Monday, December 29, 2014

Big Problems Start in Little Packages: Blue-Green Algae in Our Waters

 
Blue-green algae, which are more appropriately called blue-green bacteria or cyanobacteria, are a naturally occurring and important part of our ecosystem, but have a pretty bad rap because of the noxious impact that they have on recreational lakes and drinking water sources.  When the right combination of growth-stimulating phosphorus, warm temperatures and calm waters get together, cyanobacteria populations explode. The Wisconsin River has a steady flow and is relatively cool because of the groundwater-fed streams that feed into it, so bacterial blooms are kept to a minimum.  But when high waters recede, the nutrient-rich puddles left behind on sand bars quickly warm up in the sun and become incubators for bacterial growth.  The cyanobacteria turn the water a shockingly green, almost unnatural, color.  As it turns out the “unnatural” look is because of the phycocyanins, natural pigments with “a characteristic light blue color” according to my go-to resource, Wikipedia. That’s what I was seeing on the sand bar that warm, August day.

Cyanobacteria have launched into newsrooms and public hearings because of their recent show-stopping impact in Toledo, Ohio.  Lake Erie, Toledo’s water source, has long been experiencing disruptive “blooms” (a deceptively nice-sounding use of the word), but the City of Toledo Public Water system has always been able to clean the water sufficiently to meet regulatory requirements and customer expectations.  But not this time.  The ban lasted nearly three days, and customer confidence has undoubtedly been shaken for much longer than that.

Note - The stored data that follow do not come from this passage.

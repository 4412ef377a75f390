//! # sprig-data
//!
//! Data containers for sprig.
//!
//! This crate provides:
//! - [`LabeledImages`]: fixed-point images with ground-truth class labels
//! - [`Dataset`] / [`DatasetBuilder`]: float feature rows with one-hot labels
//! - [`Batcher`]: seeded random or sequential mini-batch sampling

pub mod dataset;
pub mod images;
pub mod loader;

pub use dataset::{Dataset, DatasetBuilder};
pub use images::LabeledImages;
pub use loader::{BatchOrder, Batcher};
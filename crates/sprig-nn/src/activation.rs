// Activation: element-wise and row-wise nonlinearities
//
// ReLU:    y = max(0, x),  dx = dy * [x > 0]
// Softmax: y = exp(x - max) / Σ exp(x - max), row by row
//
// Softmax is only used as the last layer, paired with cross-entropy loss.
// The training driver hands it the combined gradient (probs - target), so
// its backward pass forwards dy untouched.

use std::any::Any;

use sprig_core::{Error, Matrix, Result};

use crate::layer::{expect_width, Layer, LayerKind};

#[derive(Debug, Clone, Copy, PartialEq, Eq)]
pub enum ActivationFn {
    Relu,
    Softmax,
}

pub struct Activation {
    function: ActivationFn,
    width: usize,
    input: Option<Matrix>,
}

impl Activation {
    pub fn new(function: ActivationFn, width: usize) -> Result<Self> {
        if width == 0 {
            return Err(Error::EmptyDimension {
                layer: "activation",
                what: "width",
            });
        }
        Ok(Activation {
            function,
            width,
            input: None,
        })
    }

    pub fn relu(width: usize) -> Result<Self> {
        Self::new(ActivationFn::Relu, width)
    }

    pub fn softmax(width: usize) -> Result<Self> {
        Self::new(ActivationFn::Softmax, width)
    }

    pub fn function(&self) -> ActivationFn {
        self.function
    }
}

/// Numerically stable softmax of one row, in place.
pub fn softmax_row(row: &mut [f32]) {
    let max = row.iter().copied().fold(f32::NEG_INFINITY, f32::max);
    let mut sum = 0.0;
    for v in row.iter_mut() {
        *v = (*v - max).exp();
        sum += *v;
    }
    if sum > 0.0 {
        row.iter_mut().for_each(|v| *v /= sum);
    }
}

impl Layer for Activation {
    fn kind(&self) -> LayerKind {
        LayerKind::Activation
    }

    fn input_len(&self) -> usize {
        self.width
    }

    fn output_len(&self) -> usize {
        self.width
    }

    fn forward(&mut self, x: &Matrix) -> Result<Matrix> {
        expect_width(x, self.width)?;
        let mut y = x.clone();
        match self.function {
            ActivationFn::Relu => {
                y.data_mut().iter_mut().for_each(|v| *v = v.max(0.0));
                self.input = Some(x.clone());
            }
            ActivationFn::Softmax => {
                for r in 0..y.rows() {
                    softmax_row(y.row_mut(r));
                }
            }
        }
        Ok(y)
    }

    fn backward(&mut self, dy: &Matrix) -> Result<Matrix> {
        expect_width(dy, self.width)?;
        match self.function {
            ActivationFn::Relu => {
                let x = self
                    .input
                    .as_ref()
                    .ok_or_else(|| Error::msg("activation: backward before forward"))?;
                let mut dx = dy.clone();
                for (d, &xv) in dx.data_mut().iter_mut().zip(x.data()) {
                    if xv <= 0.0 {
                        *d = 0.0;
                    }
                }
                Ok(dx)
            }
            ActivationFn::Softmax => Ok(dy.clone()),
        }
    }

    fn as_any(&self) -> &dyn Any {
        self
    }

    fn name(&self) -> &'static str {
        match self.function {
            ActivationFn::Relu => "relu",
            ActivationFn::Softmax => "softmax",
        }
    }
}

Many prognosticators are comparing this event to the late-‘60s burning of the Cuyahoga River, aflame with pollution from Cleveland’s thriving industries. That incident is credited with energizing public officials to finally be able to pass the Clean Water Act in 1972, and the hope is that Toledo’s pain will be enough to rally our nation to clean up its act on phosphorus, which has long been getting into our waterways from lawns, road surfaces, sewage treatment facilities, septic tanks and, of course, farm fields.

Let us not fool ourselves into thinking that this is a one-time crisis, isolated to Toledo or Lake Erie.  The Lake Erie problem, which has been going on for 10-12 years, is mirrored in freshwater lakes throughout. People have been writing about the problem for some time, and advocacy groups have been trying to get attention on this for just as long.  Health officials are starting to learn that the problem may be worse than we think: There is evidence that very low levels of exposure over a lifetime contributes to degenerative neurological diseases such as ALS. 

No one wants to swim or fish in water coated with brilliant-green scum, but there’s more to this than squeamishness.  Despite being small, “simple” organisms, cyanobacteria have complex life cycles, and complex impacts on our own biology. Though cyanobacteria are complex, some things are easy.  We know that in order to restore confidence in our nation’s water we need to get back into right relationship with phosphorus.  That means restoring wetlands, decreasing fertilizer use on lawns and farms, recovering more phosphorus from sewage treatment plants, and increasing agricultural soil health so that fewer nutrients wash out into our waters.  We know what to do.